In 2008, Ravalli County became the only county in Montana to do away with their local growth policy.  Since then, the scales tipped in favor of big developments. Local Bitterooters have lost agricultural land, big game winter range, and their water quality at an alarming rate as developers have converted more and more farmland into sprawling subdivisions. 

Carlotta Grandstaff was a Ravalli County commissioner in 2008, and spent years observing the fallout since the loss of their growth policy. We sat down with Carlotta to find what could be in store for Park County if we follow this path: 

NOREF1: Why did Ravalli residents vote down their growth policy?

Carlotta: This unfortunately occurred in Ravalli County as a result of a deliberate misinformation campaign, so voters really didn’t understand what they were doing. The folks who wanted to get rid of the growth policy were willing to say and do anything to convince people. They were saying crazy things like you won’t be able to put up a birdhouse or build a treehouse with a  growth policy. That’s ridiculous of course, but it helped them get rid of the growth policy.

NOREF1: What happened in the Bitterroot after the growth policy was revoked?

Carlotta: When the dust settled people discovered they simply had less tools to work when dealing with new developments. Instead of having a plan to guide growth through local input, residents were now caught responding to one large subdivision request after another.  And now, they are grappling with the rapid loss of agriculture, impacts to water quality and less big game winter range. 

 

NOREF1: How does not having a growth policy impact what’s going on with all the subdivisions?

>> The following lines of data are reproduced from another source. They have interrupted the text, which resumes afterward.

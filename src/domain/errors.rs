// SPDX-License-Identifier: MIT OR Apache-2.0

//! Error types for the configuration gateway.
//!
//! This module defines the error taxonomy for gateway construction and key
//! lookups. All errors use `thiserror` for proper error handling and
//! conversion. A `404` from the store is deliberately *not* represented here:
//! a missing key is a successful lookup with an empty result.

use thiserror::Error;

/// The main error type for gateway operations.
///
/// Construction-time failures surface as [`GatewayError::TrustInit`] and make
/// the gateway unusable. Lookup-time failures distinguish transport problems
/// from store responses that violate the lookup protocol. The enum is marked
/// `#[non_exhaustive]` to allow for future additions without breaking
/// backwards compatibility.
///
/// # Examples
///
/// ```
/// use consulcfg::domain::errors::GatewayError;
///
/// fn fetch() -> Result<String, GatewayError> {
///     Err(GatewayError::UnexpectedStatus {
///         status: 500,
///         url: "http://localhost:8500/v1/kv/app.name".to_string(),
///     })
/// }
/// ```
#[derive(Debug, Error)]
#[non_exhaustive]
pub enum GatewayError {
    /// The TLS trust material could not be built at gateway construction.
    ///
    /// This is fatal: the gateway must not be used with a partially-built
    /// trust policy. It is never retried internally.
    #[error("failed to build TLS trust material: {message}")]
    TrustInit {
        /// Description of what went wrong
        message: String,
        /// The underlying error, if any
        #[source]
        source: Option<Box<dyn std::error::Error + Send + Sync>>,
    },

    /// A network-level failure occurred while talking to the store.
    ///
    /// Covers connect/read timeouts, DNS failures and TLS handshake errors.
    #[error("transport failure while querying {url}: {source}")]
    Transport {
        /// The request URL
        url: String,
        /// The underlying transport error
        #[source]
        source: Box<dyn std::error::Error + Send + Sync>,
    },

    /// The store answered with a status code other than `200` or `404`.
    #[error("got unexpected HTTP response code {status} from {url}")]
    UnexpectedStatus {
        /// The HTTP status code observed
        status: u16,
        /// The request URL
        url: String,
    },

    /// The store answered `200` but sent no body.
    #[error("got empty HTTP response body from {url}")]
    EmptyBody {
        /// The request URL
        url: String,
    },

    /// The store answered `200` with a body that is not a JSON entry array.
    #[error("malformed response body from {url}: {source}")]
    MalformedBody {
        /// The request URL
        url: String,
        /// The underlying decoding error
        #[source]
        source: serde_json::Error,
    },

    /// The store returned a number of entries other than exactly one.
    ///
    /// An exact key lookup must yield a single entry; any other count is an
    /// ambiguous response and is never silently truncated to the first
    /// element.
    #[error("store returned {count} results when looking up value of key '{key}'")]
    ProtocolViolation {
        /// The key that was looked up
        key: String,
        /// The number of entries observed
        count: usize,
    },

    /// An entry's base64 value payload could not be decoded.
    #[error("failed to decode base64 value for key '{key}': {source}")]
    ValueDecode {
        /// The key whose value failed to decode
        key: String,
        /// The underlying decoding error
        #[source]
        source: base64::DecodeError,
    },

    /// An I/O error occurred while reading local resources.
    #[error("I/O error: {0}")]
    Io(#[from] std::io::Error),
}

impl GatewayError {
    /// Creates a `TrustInit` error from a message only.
    pub fn trust_init(message: impl Into<String>) -> Self {
        GatewayError::TrustInit {
            message: message.into(),
            source: None,
        }
    }

    /// Creates a `TrustInit` error wrapping an underlying cause.
    pub fn trust_init_with(
        message: impl Into<String>,
        source: impl std::error::Error + Send + Sync + 'static,
    ) -> Self {
        GatewayError::TrustInit {
            message: message.into(),
            source: Some(Box::new(source)),
        }
    }
}

/// A specialized Result type for gateway operations.
pub type Result<T> = std::result::Result<T, GatewayError>;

Carlotta:  Ravalli County residents are currently struggling with proposal after proposal for subdivisions that are going up in the middle of big game winter-range and in sleepy parts of the county that aren’t prepared to deal with the traffic.  Right now there is one big development proposed just outside of Hamilton for 140 homes on 10 acres, between two schools.  The traffic is going to be untenable and ruin neighborhoods.   Development is being foisted on local people and they just aren’t prepared for it. 

And unfortunately, without a growth policy, folks are finding out that it takes an enormous amount of time and dedication to fight the land rush.  The truth is, if you don’t have a growth policy, you as a private citizen, will be fighting every individual subdivision that comes down the pike that is inappropriately placed and will reduce the quality of life of residents.  

NOREF1: How did removing the growth policy tip the scales in favor of developers?

Carlotta: Losing a growth policy doesn’t mean it becomes completely lawless.  Developers still have to comply with State law and subdivision regulations, but those are minimal in comparison to the tools we lost when our growth policy went away. 

A growth policy is a community vision that helps guide where big development should occur.  It helps locals keep developments close to existing services, outside of winter range and wetlands.  That’s what it does, it helps you decide how and where you want to grow and it provides tools to do it if citizens want to use those tools.  If you don’t have one, and you think your neighborhood is protected, you need to think again.  Scrapping a growth policy is in no one’s best interest.  

NOREF1: Do local residents regret what happened?

Carlotta: Yes, I think that awareness is gradually growing as growth becomes more intense.  The problem is, most voters still don’t realize what they voted for back in 2008.   After the growth policy was removed and I was still a Commissioner, I remember  meeting with a room full of angry landowners who lived outside of Victor.  They were complaining that a neighbor wanted to put in a gravel pit in the neighborhood, and they wanted the County to stop it.  

I asked these landowners to raise their hands if they had voted to repeal our growth policy.  They clearly didn’t know or remember that their growth policy had ever been repealed or even how they had even voted.  But they were definitely unhappy to learn that the tools which could have prevented the gravel pit or helped mitigate it,  no longer existed.  Ever since the growth policy was repealed there’s been countless stories like that in Ravalli County.  

NOREF1: Do you have any words of advice for Park County residents?

Carlotta: Repealing the growth policy is not in anyone’s best interest whether you are a landowner, a developer or an elected official.   If you don’t have a growth policy, you have no protection for your biggest investment,  your home.  Right now, a whole new generation of people and wealth is moving into rural parts of Montana.  If you lose your control to help guide this growth, you will lose your County.